What on earth would that be?

With so many agents, lawyers, producers, and studio and network executives involved, it didn’t take long for the news to leak to the press. On June 18, it was formally announced: Martin and Lewis were over.

The following day, we wrapped
Hollywood or Bust
. It’s the single one of my movies that I’ve never seen, and never will.

Incredibly, we still had uncancellable obligations. We both had committed to attending the premiere of
Pardners
in Atlantic City at the end of June, and then, for old times’ sake (and for Skinny D’Amato, who was in financial trouble), we were going to put our feelings on hold and do ten nights at the 500 Club.

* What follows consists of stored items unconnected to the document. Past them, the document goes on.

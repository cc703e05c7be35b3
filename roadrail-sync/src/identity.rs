use roadrail_types::{SourceId, TargetId};
use std::collections::BTreeMap;

/// Source id → target id of every alignment converted in this run.
///
/// Written once per alignment, read by corridors, the association pass and
/// extensions.
#[derive(Debug, Clone, Default, PartialEq, Eq)]
pub struct AlignmentIdentityMap {
    entries: BTreeMap<SourceId, TargetId>,
}

impl AlignmentIdentityMap {
    #[must_use]
    pub fn new() -> Self {
        Self::default()
    }

    /// Records a mapping. The first mapping for a source id wins.
    pub fn insert(&mut self, source_id: SourceId, target_id: TargetId) -> TargetId {
        *self.entries.entry(source_id).or_insert(target_id)
    }

    #[must_use]
    pub fn get(&self, source_id: &SourceId) -> Option<TargetId> {
        self.entries.get(source_id).copied()
    }

    #[must_use]
    pub fn contains(&self, source_id: &SourceId) -> bool {
        self.entries.contains_key(source_id)
    }

    #[must_use]
    pub fn len(&self) -> usize {
        self.entries.len()
    }

    #[must_use]
    pub fn is_empty(&self) -> bool {
        self.entries.is_empty()
    }

    pub fn iter(&self) -> impl Iterator<Item = (&SourceId, TargetId)> {
        self.entries.iter().map(|(s, t)| (s, *t))
    }
}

Imagine—ten nights in Atlantic City with a partner I wasn’t speaking to. Ten years after our shining beginning: same place, same time of year. Somehow we made it through those twenty shows, persuading the audiences to laugh without ever once exchanging a warm remark, a reminiscence—anything—when we were offstage. At one point, the
Today Show
interviewed us, live, at the Club. There’s a kinescope of that segment, and it’s painful to see: Dean and I can hardly bear to look at each other.

We stayed at the Ritz-Carlton. Naturally. Different suites, different floors. Naturally. I don’t recall ever giving a thought to the Princess Hotel, if it was even still in business at that point.

In early July, we did a twenty-one-hour muscular dystrophy telethon, broadcast from Carnegie Hall by a local New York TV station. It was our final television appearance together. More songs, dancing, comedy. More silence between us.